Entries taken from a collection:
::::::::::

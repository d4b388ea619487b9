//! Debian/Ubuntu: apt packages from the ondrej PPA, pecl otherwise.

use setup_meta::{ScriptContext, Shell};
use setup_script::suppress_output;

use super::{Installation, pecl_extension, run_script, unstable_extension, unsupported};
use crate::policy::{ExtensionStrategy, LoadDirective};
use crate::xdebug::xdebug_release;

pub(super) fn emit(ctx: &ScriptContext, extension: &str, installation: Installation<'_>) -> String {
    let strategy = match installation {
        Installation::Strategy(strategy) => strategy,
        Installation::Unstable(channel) => return unstable_extension(extension, channel),
        Installation::Release(release) => return pecl_extension(extension, release),
    };

    match strategy {
        // apt resolves library dependencies itself; brew rows don't apply here
        ExtensionStrategy::Package
        | ExtensionStrategy::Brew
        | ExtensionStrategy::WithLibraries { .. } => apt_install(ctx, extension),
        ExtensionStrategy::PinnedRelease { release } => pecl_extension(extension, release),
        ExtensionStrategy::XdebugRelease => {
            pecl_extension(extension, xdebug_release(&ctx.version))
        }
        ExtensionStrategy::Script { script, pass_name } => {
            run_script(ctx, extension, script, *pass_name)
        }
        ExtensionStrategy::Unsupported { requirement } => unsupported(ctx, extension, requirement),
        ExtensionStrategy::Custom { command } => command.clone(),
    }
}

/// `php<v>-<pkg>` where the package drops any `pdo_`/`pdo-` prefix.
fn apt_install(ctx: &ScriptContext, extension: &str) -> String {
    let package = extension
        .strip_prefix("pdo_")
        .or_else(|| extension.strip_prefix("pdo-"))
        .unwrap_or(extension);
    format!(
        "add_extension {extension} \"sudo $debconf_fix apt-get install -y php{}-{package}{}\" {}",
        ctx.version,
        suppress_output(Shell::Bash),
        LoadDirective::for_extension(extension)
    )
}
//! `setup-php list-extensions`

use std::fmt::Write;
use std::path::Path;
use std::str::FromStr;

use colored::Colorize;
use setup_meta::Platform;

use super::load_resolver;
use crate::error::Result;

/// Names with a dedicated policy row or alias, grouped by platform.
///
/// Anything not listed still installs through the platform's package
/// manager.
pub fn run_list_extensions(config: Option<&Path>, os: Option<&str>) -> Result<String> {
    let resolver = load_resolver(config)?;
    let platforms = match os {
        Some(os) => vec![Platform::from_str(os)?],
        None => Platform::ALL.to_vec(),
    };

    let mut out = String::new();
    for platform in platforms {
        let names = resolver.registry().for_platform(platform);
        // Writing to a String cannot fail
        let _ = writeln!(out, "{} ({})", platform.as_str().bold(), names.len());
        for name in names {
            let _ = writeln!(out, "  {name}");
        }
    }
    Ok(out)
}
//! `setup-php coverage`

use std::path::Path;

use setup_coverage::CoverageConfigurator;
use setup_script::ScriptFragment;

use super::{load_resolver, parse_version, target_platform};
use crate::cli::TargetArgs;
use crate::error::Result;

/// An unrecognised driver produces an empty script, not an error.
pub fn run_coverage(config: Option<&Path>, target: &TargetArgs, driver: &str) -> Result<ScriptFragment> {
    let configurator = CoverageConfigurator::with_resolver(load_resolver(config)?);
    let version = parse_version(&target.php)?;
    let platform = target_platform(target.os.as_deref());

    Ok(configurator.configure_text(driver, &version, &platform))
}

::::::::::

About this task: Copy the records above, keeping each line identical.

Solution to the exercise:
repository d4b388ea619487b9
//! Debian/Ubuntu: apt packages from the ondrej PPA, pecl otherwise.

use setup_meta::{ScriptContext, Shell};
use setup_script::suppress_output;

use super::{Installation, pecl_extension, run_script, unstable_extension, unsupported};
use crate::policy::{ExtensionStrategy, LoadDirective};
use crate::xdebug::xdebug_release;

pub(super) fn emit(ctx: &ScriptContext, extension: &str, installation: Installation<'_>) -> String {
    let strategy = match installation {
        Installation::Strategy(strategy) => strategy,
        Installation::Unstable(channel) => return unstable_extension(extension, channel),
        Installation::Release(release) => return pecl_extension(extension, release),
    };

    match strategy {
        // apt resolves library dependencies itself; brew rows don't apply here
        ExtensionStrategy::Package
        | ExtensionStrategy::Brew
        | ExtensionStrategy::WithLibraries { .. } => apt_install(ctx, extension),
        ExtensionStrategy::PinnedRelease { release } => pecl_extension(extension, release),
        ExtensionStrategy::XdebugRelease => {
            pecl_extension(extension, xdebug_release(&ctx.version))
        }
        ExtensionStrategy::Script { script, pass_name } => {
            run_script(ctx, extension, script, *pass_name)
        }
        ExtensionStrategy::Unsupported { requirement } => unsupported(ctx, extension, requirement),
        ExtensionStrategy::Custom { command } => command.clone(),
    }
}

/// `php<v>-<pkg>` where the package drops any `pdo_`/`pdo-` prefix.
fn apt_install(ctx: &ScriptContext, extension: &str) -> String {
    let package = extension
        .strip_prefix("pdo_")
        .or_else(|| extension.strip_prefix("pdo-"))
        .unwrap_or(extension);
    format!(
        "add_extension {extension} \"sudo $debconf_fix apt-get install -y php{}-{package}{}\" {}",
        ctx.version,
        suppress_output(Shell::Bash),
        LoadDirective::for_extension(extension)
    )
}
//! `setup-php list-extensions`

use std::fmt::Write;
use std::path::Path;
use std::str::FromStr;

use colored::Colorize;
use setup_meta::Platform;

use super::load_resolver;
use crate::error::Result;

/// Names with a dedicated policy row or alias, grouped by platform.
///
/// Anything not listed still installs through the platform's package
/// manager.
pub fn run_list_extensions(config: Option<&Path>, os: Option<&str>) -> Result<String> {
    let resolver = load_resolver(config)?;
    let platforms = match os {
        Some(os) => vec![Platform::from_str(os)?],
        None => Platform::ALL.to_vec(),
    };

    let mut out = String::new();
    for platform in platforms {
        let names = resolver.registry().for_platform(platform);
        // Writing to a String cannot fail
        let _ = writeln!(out, "{} ({})", platform.as_str().bold(), names.len());
        for name in names {
            let _ = writeln!(out, "  {name}");
        }
    }
    Ok(out)
}
//! `setup-php coverage`

use std::path::Path;

use setup_coverage::CoverageConfigurator;
use setup_script::ScriptFragment;

use super::{load_resolver, parse_version, target_platform};
use crate::cli::TargetArgs;
use crate::error::Result;

/// An unrecognised driver produces an empty script, not an error.
pub fn run_coverage(config: Option<&Path>, target: &TargetArgs, driver: &str) -> Result<ScriptFragment> {
    let configurator = CoverageConfigurator::with_resolver(load_resolver(config)?);
    let version = parse_version(&target.php)?;
    let platform = target_platform(target.os.as_deref());

    Ok(configurator.configure_text(driver, &version, &platform))
}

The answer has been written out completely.